Aim of the task: Write out again, exactly, the lines below starting at the one with "Construct a wraparound" and ending at the one with "A negative step".

Saved data entries

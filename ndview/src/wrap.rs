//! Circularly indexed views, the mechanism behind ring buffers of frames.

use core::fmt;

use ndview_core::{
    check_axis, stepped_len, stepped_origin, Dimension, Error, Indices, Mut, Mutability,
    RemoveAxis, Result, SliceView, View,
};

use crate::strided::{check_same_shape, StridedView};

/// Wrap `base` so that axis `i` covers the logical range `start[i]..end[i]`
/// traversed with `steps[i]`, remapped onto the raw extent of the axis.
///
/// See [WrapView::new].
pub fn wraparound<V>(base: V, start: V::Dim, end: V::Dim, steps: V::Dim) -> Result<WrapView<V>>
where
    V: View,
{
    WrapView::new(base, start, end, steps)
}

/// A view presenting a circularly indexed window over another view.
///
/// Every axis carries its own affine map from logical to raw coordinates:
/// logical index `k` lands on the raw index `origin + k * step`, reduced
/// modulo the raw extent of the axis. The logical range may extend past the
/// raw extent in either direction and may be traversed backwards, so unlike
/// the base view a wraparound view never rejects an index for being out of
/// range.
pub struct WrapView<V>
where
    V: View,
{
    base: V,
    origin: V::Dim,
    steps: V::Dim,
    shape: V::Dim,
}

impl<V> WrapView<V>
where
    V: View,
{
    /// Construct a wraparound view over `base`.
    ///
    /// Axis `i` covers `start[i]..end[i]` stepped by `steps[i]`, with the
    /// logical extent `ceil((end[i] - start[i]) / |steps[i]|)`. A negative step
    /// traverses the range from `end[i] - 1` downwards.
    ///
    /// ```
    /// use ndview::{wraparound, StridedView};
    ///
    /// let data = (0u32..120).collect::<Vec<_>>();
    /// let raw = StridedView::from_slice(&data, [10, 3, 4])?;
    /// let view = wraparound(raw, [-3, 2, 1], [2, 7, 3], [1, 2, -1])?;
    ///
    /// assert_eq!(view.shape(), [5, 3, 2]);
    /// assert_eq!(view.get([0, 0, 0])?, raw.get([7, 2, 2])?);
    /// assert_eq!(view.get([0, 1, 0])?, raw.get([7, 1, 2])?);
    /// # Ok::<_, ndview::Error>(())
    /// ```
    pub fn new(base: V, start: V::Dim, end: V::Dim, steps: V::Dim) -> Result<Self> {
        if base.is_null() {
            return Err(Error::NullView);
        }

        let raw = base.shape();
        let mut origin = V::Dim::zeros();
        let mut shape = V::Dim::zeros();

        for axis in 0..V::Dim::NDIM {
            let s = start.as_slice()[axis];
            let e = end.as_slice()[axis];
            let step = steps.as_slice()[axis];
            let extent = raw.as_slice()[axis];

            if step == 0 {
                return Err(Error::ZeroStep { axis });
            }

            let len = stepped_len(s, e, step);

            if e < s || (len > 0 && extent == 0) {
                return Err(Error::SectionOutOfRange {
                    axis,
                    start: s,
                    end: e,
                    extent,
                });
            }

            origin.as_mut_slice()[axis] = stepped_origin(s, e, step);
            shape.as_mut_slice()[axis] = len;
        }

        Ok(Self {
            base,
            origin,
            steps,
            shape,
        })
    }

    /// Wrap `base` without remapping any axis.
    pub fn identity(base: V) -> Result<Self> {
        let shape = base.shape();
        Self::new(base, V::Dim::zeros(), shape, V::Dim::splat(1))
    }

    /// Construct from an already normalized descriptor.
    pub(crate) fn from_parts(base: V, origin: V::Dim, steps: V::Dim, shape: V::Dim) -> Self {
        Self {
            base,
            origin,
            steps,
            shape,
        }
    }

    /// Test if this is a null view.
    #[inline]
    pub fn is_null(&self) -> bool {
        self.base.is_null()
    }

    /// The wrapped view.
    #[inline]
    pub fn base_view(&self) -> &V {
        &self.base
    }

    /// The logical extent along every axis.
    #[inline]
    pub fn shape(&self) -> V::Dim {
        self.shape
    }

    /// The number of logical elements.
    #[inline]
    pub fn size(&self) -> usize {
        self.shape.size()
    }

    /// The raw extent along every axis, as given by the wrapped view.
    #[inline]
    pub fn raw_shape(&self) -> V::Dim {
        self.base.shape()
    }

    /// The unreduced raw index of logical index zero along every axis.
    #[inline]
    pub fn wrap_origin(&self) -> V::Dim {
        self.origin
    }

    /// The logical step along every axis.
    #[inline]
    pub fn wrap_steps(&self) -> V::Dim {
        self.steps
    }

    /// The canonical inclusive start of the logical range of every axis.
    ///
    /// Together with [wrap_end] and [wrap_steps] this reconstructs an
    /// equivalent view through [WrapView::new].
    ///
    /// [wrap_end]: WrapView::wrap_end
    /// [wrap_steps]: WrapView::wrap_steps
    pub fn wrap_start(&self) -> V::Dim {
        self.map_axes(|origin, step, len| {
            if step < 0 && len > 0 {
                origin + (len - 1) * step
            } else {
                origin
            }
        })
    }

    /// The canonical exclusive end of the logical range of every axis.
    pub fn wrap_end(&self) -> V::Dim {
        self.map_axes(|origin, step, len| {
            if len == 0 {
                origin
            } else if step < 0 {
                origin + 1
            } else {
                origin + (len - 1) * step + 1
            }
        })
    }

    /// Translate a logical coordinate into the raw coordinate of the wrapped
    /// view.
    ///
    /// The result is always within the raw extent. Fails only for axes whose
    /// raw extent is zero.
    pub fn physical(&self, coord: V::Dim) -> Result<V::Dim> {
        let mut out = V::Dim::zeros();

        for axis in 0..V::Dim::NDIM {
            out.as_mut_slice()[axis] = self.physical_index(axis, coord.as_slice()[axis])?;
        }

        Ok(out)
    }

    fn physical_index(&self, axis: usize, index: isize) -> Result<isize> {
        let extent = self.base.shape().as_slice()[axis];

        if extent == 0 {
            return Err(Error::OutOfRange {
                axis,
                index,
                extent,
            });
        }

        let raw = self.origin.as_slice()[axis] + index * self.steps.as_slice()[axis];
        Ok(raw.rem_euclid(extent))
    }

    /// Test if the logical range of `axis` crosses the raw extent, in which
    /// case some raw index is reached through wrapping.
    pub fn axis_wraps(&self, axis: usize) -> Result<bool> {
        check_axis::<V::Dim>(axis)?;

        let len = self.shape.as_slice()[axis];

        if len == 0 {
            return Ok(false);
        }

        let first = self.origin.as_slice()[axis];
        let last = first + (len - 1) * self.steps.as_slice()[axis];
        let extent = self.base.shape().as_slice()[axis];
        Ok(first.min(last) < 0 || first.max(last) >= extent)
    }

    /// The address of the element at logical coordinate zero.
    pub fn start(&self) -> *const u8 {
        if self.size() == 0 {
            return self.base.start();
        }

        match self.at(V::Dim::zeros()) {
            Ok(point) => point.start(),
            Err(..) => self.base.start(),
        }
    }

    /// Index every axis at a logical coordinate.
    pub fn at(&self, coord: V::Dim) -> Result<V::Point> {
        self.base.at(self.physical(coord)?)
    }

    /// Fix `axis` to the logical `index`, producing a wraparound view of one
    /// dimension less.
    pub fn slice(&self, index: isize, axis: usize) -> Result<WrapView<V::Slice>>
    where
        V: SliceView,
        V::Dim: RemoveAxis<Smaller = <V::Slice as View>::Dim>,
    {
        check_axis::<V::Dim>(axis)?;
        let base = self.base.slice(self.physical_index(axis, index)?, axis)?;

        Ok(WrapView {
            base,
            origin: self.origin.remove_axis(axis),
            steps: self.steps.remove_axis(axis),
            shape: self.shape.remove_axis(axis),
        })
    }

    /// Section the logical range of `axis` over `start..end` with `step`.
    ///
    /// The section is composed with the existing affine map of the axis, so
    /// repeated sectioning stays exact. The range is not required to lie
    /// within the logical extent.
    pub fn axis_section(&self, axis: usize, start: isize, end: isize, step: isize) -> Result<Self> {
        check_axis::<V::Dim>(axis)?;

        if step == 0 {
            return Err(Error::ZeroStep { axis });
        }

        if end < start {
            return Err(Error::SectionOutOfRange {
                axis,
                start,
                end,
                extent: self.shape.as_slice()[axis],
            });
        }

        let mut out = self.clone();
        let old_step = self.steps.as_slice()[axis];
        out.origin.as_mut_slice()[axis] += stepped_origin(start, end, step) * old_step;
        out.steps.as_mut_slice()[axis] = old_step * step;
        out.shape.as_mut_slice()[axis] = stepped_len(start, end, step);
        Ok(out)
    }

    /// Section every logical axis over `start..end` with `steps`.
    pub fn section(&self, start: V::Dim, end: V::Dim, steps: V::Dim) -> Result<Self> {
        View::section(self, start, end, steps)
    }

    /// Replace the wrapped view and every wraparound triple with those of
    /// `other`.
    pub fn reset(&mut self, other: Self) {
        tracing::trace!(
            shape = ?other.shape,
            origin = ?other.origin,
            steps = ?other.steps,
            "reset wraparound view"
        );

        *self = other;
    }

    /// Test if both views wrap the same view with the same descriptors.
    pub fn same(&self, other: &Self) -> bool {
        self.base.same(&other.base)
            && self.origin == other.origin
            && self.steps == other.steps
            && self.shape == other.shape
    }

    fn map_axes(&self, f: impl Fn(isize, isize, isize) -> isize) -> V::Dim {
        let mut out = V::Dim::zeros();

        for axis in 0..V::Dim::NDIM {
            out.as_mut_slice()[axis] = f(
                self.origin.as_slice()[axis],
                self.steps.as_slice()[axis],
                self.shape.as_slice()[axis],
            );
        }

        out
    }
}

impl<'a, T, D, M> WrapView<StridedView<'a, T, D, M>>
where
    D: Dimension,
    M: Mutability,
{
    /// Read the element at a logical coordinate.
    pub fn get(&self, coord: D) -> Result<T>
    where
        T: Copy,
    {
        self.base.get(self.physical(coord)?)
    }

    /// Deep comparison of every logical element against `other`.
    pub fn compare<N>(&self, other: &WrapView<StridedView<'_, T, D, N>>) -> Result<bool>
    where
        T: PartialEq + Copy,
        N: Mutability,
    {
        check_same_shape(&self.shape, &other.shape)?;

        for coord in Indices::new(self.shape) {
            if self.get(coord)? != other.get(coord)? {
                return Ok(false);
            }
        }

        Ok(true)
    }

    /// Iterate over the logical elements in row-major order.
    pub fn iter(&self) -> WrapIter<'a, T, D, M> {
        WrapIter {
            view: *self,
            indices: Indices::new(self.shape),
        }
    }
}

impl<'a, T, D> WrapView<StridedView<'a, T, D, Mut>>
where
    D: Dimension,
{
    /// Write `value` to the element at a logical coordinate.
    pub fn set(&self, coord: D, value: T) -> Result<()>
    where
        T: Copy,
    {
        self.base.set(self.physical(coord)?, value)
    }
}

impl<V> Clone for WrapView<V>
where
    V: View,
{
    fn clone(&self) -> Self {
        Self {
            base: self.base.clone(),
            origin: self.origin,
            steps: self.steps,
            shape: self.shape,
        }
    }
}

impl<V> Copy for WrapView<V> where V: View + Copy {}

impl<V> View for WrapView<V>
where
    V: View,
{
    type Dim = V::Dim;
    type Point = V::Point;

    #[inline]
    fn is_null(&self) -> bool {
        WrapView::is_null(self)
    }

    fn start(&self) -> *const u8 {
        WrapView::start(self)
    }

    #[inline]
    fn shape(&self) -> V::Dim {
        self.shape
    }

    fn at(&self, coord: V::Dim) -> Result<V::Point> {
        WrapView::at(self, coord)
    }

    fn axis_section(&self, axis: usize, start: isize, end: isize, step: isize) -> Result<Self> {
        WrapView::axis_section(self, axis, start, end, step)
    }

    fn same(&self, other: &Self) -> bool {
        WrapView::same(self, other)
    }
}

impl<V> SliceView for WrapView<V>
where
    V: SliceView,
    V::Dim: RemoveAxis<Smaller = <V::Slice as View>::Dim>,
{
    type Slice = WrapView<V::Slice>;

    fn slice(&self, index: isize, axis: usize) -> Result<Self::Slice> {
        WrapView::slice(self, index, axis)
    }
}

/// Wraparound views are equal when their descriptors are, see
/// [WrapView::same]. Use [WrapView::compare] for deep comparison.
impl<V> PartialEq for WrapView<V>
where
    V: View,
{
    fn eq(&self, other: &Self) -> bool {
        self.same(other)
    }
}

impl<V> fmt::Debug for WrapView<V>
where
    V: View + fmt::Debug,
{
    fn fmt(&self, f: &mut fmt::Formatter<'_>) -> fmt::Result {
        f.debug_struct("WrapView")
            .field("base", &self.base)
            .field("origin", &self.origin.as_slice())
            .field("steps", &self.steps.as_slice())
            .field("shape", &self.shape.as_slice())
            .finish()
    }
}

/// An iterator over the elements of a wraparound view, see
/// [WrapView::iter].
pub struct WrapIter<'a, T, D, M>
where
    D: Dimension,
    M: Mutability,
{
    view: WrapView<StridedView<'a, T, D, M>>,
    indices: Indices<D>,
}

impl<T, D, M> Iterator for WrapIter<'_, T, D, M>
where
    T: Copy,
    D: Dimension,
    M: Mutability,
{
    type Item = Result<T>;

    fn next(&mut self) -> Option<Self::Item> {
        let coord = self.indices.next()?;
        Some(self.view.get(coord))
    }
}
==
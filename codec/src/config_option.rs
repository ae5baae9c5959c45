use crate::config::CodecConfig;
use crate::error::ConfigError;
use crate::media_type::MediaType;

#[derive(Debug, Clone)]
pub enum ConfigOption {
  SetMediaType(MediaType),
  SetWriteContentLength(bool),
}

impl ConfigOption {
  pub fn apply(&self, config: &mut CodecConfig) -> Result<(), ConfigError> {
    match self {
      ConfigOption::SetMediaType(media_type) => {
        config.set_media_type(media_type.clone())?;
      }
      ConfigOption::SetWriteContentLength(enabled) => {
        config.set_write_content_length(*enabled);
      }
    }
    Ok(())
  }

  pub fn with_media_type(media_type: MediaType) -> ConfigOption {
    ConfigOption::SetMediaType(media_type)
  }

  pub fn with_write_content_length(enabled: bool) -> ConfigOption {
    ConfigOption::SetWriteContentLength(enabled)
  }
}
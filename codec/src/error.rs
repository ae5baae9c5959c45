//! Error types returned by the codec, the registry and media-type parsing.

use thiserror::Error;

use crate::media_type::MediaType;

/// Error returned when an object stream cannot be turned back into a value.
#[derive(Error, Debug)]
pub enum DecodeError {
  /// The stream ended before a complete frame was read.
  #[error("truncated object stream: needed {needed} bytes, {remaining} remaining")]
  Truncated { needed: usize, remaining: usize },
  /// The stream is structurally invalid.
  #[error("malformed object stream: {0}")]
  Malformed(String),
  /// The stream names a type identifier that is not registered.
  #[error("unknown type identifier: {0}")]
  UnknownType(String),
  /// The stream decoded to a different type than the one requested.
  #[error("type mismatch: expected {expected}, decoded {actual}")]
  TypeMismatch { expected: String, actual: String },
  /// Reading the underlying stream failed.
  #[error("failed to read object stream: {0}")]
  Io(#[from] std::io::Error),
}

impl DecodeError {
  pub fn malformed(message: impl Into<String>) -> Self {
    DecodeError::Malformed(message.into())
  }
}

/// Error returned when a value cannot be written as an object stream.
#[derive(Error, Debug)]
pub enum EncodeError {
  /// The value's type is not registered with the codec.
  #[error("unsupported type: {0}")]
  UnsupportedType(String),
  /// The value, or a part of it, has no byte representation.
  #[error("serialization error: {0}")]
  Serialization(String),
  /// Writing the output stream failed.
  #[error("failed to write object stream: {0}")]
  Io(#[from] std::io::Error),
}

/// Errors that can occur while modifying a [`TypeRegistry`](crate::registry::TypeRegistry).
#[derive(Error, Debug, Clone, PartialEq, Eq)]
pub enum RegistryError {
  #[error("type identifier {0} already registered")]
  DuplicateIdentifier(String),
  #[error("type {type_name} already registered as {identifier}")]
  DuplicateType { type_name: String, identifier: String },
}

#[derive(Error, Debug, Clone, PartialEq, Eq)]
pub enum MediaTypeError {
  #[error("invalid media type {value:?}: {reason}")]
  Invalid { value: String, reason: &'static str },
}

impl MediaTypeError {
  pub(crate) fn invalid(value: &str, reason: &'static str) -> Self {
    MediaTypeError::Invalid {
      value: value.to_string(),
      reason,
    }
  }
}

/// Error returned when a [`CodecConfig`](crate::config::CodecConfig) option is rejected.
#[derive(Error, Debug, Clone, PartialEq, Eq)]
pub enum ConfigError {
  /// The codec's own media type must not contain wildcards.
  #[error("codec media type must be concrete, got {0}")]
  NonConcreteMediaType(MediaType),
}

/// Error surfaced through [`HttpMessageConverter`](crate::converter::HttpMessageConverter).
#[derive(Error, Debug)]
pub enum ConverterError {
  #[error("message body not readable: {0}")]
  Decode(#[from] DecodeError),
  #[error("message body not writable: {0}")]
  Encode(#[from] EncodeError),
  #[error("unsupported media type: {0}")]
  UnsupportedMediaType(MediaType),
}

Problem solution:
    /// Construct a wraparound view over `base`.
    ///
    /// Axis `i` covers `start[i]..end[i]` stepped by `steps[i]`, with the
    /// logical extent `ceil((end[i] - start[i]) / |steps[i]|)`. A negative step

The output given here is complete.